▸ **PROMPT**:
Only one stretch of the data below is wanted: the lines from the one with "Number of copies." through the one with "if the seed", repeated exactly.

[SUPPLIED RECORDS Boundary: Start]

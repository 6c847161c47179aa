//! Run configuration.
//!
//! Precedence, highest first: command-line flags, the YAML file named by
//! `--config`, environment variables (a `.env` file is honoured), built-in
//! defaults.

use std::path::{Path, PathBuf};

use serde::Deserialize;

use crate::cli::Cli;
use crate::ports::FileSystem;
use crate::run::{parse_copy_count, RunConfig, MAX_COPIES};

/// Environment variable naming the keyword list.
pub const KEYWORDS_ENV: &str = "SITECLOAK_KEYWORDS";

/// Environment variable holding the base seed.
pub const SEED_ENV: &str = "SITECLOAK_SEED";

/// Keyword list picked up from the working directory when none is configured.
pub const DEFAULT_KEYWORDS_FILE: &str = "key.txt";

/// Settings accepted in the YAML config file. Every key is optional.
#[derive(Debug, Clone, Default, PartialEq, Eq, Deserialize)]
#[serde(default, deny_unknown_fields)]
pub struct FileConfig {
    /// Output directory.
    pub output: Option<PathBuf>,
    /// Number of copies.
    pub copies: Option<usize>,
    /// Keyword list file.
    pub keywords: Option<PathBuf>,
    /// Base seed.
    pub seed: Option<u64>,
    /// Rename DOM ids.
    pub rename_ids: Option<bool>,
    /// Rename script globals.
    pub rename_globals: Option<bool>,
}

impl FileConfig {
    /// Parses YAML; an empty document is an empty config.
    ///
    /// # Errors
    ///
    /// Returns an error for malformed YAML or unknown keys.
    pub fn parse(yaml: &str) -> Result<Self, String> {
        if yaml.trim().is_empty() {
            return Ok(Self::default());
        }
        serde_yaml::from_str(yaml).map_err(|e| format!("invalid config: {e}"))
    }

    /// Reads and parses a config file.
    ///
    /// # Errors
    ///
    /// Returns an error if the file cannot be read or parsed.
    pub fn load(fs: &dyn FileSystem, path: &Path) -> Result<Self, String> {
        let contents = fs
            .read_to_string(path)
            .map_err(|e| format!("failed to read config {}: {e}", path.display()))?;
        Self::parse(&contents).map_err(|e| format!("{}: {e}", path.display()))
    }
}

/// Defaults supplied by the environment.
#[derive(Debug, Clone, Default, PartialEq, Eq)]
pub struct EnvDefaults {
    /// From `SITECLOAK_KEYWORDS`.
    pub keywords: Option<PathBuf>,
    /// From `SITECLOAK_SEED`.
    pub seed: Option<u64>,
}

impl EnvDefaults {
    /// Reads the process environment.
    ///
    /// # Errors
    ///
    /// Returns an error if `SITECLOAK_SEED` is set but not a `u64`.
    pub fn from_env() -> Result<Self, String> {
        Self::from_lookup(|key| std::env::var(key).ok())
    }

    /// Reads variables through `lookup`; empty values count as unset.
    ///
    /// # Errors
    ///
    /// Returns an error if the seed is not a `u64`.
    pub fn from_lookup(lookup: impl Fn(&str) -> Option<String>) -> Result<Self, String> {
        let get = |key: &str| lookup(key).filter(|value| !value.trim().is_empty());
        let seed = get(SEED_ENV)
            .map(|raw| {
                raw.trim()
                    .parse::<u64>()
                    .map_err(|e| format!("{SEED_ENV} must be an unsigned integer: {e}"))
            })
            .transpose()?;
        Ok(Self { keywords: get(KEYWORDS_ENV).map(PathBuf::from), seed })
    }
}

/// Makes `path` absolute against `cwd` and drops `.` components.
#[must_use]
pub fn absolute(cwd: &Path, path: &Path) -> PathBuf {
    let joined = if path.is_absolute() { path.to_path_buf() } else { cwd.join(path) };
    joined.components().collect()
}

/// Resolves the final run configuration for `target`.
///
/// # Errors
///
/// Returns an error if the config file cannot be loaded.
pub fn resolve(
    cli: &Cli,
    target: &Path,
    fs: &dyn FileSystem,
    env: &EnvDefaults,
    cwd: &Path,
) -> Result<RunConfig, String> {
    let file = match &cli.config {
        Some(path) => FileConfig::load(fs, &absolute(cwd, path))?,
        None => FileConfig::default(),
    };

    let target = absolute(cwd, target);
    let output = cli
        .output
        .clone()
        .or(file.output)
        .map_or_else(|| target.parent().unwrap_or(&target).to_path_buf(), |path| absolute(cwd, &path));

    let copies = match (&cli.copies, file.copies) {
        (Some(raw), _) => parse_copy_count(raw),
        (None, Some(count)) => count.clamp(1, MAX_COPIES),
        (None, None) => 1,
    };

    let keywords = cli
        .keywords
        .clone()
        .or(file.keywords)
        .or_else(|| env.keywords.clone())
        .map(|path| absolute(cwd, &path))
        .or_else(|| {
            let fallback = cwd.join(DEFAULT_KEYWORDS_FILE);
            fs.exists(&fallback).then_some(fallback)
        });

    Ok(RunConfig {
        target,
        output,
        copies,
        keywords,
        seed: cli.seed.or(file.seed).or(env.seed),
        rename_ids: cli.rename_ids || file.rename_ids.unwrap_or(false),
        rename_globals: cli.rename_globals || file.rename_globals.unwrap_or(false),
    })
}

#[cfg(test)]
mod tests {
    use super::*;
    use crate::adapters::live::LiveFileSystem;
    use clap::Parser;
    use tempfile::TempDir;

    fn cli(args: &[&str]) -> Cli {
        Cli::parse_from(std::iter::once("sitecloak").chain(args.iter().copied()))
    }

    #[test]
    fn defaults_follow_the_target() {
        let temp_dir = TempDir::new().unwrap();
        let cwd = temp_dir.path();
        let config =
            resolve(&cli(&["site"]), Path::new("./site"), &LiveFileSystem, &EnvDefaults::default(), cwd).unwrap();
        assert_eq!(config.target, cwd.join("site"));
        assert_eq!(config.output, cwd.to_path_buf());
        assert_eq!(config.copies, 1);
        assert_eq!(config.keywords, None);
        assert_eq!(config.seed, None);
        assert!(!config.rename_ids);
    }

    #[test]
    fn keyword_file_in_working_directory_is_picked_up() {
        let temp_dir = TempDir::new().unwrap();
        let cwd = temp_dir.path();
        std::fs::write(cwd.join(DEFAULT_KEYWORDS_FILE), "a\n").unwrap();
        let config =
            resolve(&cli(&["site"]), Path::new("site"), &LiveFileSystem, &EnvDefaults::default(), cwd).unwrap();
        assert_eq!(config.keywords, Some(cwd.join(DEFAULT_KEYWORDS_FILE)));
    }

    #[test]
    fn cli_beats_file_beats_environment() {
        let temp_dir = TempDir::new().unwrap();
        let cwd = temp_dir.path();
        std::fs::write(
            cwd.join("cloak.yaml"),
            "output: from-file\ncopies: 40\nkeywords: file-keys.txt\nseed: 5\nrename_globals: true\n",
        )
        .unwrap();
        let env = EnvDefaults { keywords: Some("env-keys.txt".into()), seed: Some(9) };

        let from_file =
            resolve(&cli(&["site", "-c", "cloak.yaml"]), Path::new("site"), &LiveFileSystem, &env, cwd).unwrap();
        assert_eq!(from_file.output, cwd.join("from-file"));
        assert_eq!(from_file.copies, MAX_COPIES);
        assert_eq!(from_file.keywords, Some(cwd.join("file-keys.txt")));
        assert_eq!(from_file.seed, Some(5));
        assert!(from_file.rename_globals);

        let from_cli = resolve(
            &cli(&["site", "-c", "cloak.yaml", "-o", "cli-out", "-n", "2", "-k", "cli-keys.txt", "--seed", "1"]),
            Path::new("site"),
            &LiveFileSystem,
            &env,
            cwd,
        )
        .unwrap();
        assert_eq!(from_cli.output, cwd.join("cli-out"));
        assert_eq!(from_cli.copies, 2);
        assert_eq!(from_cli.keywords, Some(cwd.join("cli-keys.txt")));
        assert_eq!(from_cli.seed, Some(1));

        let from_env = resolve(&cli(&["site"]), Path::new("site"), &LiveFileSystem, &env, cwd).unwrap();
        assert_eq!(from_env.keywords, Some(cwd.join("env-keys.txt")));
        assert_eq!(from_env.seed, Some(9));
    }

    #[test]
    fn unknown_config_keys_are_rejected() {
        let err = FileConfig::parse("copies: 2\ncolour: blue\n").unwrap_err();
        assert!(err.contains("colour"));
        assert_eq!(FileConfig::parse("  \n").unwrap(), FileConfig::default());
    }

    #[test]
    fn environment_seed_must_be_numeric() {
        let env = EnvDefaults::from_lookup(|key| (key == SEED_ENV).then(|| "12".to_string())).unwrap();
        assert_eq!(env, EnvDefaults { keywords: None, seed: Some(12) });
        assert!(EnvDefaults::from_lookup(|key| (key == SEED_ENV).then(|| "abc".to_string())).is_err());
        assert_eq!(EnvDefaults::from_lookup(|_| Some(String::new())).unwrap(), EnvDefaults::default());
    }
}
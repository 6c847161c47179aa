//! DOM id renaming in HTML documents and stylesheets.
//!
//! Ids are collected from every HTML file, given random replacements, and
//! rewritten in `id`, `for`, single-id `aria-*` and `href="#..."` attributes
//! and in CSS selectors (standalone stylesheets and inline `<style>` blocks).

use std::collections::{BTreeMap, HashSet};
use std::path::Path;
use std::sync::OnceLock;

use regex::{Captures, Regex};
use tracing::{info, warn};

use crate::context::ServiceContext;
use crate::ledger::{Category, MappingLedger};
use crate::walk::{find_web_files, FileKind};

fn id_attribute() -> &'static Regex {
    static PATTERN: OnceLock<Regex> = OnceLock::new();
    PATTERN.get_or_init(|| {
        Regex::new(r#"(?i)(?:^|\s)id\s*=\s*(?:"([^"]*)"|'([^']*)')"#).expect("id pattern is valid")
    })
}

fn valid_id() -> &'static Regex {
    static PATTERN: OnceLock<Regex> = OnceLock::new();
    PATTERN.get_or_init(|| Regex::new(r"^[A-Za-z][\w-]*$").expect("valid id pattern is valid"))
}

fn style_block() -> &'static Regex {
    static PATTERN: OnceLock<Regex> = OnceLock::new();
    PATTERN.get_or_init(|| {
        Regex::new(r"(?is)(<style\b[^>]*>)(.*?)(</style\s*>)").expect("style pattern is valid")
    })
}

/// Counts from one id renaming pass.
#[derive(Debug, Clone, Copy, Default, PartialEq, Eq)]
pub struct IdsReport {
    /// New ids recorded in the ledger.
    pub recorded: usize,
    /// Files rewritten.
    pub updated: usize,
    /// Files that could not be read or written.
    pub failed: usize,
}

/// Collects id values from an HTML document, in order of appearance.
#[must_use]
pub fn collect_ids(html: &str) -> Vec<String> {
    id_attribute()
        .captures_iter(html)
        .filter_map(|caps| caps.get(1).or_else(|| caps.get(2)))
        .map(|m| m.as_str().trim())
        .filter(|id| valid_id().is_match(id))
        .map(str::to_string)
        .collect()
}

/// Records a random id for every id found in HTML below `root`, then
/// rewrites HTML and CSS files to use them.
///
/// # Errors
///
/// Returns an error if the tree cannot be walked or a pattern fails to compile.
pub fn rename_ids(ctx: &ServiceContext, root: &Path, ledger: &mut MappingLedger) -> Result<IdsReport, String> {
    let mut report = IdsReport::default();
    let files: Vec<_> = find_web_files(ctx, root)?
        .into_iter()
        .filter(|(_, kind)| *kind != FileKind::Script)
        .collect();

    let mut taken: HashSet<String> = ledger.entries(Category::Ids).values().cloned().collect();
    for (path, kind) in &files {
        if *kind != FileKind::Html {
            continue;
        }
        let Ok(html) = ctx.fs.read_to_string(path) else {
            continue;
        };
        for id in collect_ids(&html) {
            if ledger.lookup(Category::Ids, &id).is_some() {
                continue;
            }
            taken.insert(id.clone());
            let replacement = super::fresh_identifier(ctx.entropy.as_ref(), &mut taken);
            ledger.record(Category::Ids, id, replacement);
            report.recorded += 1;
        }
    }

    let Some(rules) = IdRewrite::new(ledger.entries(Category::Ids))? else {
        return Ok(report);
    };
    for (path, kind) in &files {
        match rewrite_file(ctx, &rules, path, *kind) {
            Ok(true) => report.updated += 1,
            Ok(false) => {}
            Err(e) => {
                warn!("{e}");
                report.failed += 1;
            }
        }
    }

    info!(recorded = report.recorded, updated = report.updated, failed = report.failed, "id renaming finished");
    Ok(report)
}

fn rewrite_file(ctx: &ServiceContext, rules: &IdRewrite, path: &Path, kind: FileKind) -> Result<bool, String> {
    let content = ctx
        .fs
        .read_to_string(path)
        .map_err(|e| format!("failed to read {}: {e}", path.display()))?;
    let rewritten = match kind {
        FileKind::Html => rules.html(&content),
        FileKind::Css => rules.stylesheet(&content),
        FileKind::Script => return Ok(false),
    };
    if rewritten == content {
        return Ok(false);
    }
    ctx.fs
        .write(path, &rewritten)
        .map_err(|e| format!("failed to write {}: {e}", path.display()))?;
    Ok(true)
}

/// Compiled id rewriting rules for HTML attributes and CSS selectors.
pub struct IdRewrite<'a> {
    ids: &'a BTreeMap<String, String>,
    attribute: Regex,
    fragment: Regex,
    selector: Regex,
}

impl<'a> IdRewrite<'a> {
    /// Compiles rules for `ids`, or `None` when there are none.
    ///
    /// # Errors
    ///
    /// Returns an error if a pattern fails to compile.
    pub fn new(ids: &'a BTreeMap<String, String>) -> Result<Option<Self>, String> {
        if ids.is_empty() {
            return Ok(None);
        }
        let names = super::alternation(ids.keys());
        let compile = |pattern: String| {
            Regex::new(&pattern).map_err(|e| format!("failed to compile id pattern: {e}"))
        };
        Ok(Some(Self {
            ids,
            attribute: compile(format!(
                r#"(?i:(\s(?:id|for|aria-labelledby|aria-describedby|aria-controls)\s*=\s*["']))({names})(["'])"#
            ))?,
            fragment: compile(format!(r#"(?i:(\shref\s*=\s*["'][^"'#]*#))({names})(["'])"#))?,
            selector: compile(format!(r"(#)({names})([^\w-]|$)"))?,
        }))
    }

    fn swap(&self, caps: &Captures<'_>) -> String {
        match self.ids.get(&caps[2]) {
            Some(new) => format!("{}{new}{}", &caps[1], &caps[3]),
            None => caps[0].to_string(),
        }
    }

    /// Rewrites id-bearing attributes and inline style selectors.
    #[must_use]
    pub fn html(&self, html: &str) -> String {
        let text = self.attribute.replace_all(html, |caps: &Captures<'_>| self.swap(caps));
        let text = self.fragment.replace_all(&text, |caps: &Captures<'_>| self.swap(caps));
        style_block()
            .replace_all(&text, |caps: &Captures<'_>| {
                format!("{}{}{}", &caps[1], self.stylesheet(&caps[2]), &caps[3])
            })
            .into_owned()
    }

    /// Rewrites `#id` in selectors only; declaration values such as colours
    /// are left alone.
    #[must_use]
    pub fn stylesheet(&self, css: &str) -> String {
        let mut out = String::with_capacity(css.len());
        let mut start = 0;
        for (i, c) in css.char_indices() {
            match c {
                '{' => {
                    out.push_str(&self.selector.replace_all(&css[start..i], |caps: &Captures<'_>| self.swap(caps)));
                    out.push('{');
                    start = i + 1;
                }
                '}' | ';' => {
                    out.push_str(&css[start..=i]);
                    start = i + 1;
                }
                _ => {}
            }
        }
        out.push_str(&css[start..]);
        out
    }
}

[SUPPLIED RECORDS Boundary: End]

▸ **PROBLEM SOLUTION**:
    /// Number of copies.
    pub copies: Option<usize>,
    /// Keyword list file.
    pub keywords: Option<PathBuf>,
    /// Base seed.
    pub seed: Option<u64>,
    /// Rename DOM ids.
    pub rename_ids: Option<bool>,
    /// Rename script globals.
    pub rename_globals: Option<bool>,
}

impl FileConfig {
    /// Parses YAML; an empty document is an empty config.
    ///
    /// # Errors
    ///
    /// Returns an error for malformed YAML or unknown keys.
    pub fn parse(yaml: &str) -> Result<Self, String> {
        if yaml.trim().is_empty() {
            return Ok(Self::default());
        }
        serde_yaml::from_str(yaml).map_err(|e| format!("invalid config: {e}"))
    }

    /// Reads and parses a config file.
    ///
    /// # Errors
    ///
    /// Returns an error if the file cannot be read or parsed.
    pub fn load(fs: &dyn FileSystem, path: &Path) -> Result<Self, String> {
        let contents = fs
            .read_to_string(path)
            .map_err(|e| format!("failed to read config {}: {e}", path.display()))?;
        Self::parse(&contents).map_err(|e| format!("{}: {e}", path.display()))
    }
}

/// Defaults supplied by the environment.
#[derive(Debug, Clone, Default, PartialEq, Eq)]
pub struct EnvDefaults {
    /// From `SITECLOAK_KEYWORDS`.
    pub keywords: Option<PathBuf>,
    /// From `SITECLOAK_SEED`.
    pub seed: Option<u64>,
}

impl EnvDefaults {
    /// Reads the process environment.
    ///
    /// # Errors
    ///
    /// Returns an error if `SITECLOAK_SEED` is set but not a `u64`.
    pub fn from_env() -> Result<Self, String> {
        Self::from_lookup(|key| std::env::var(key).ok())
    }

    /// Reads variables through `lookup`; empty values count as unset.
    ///
    /// # Errors
    ///
    /// Returns an error if the seed is not a `u64`.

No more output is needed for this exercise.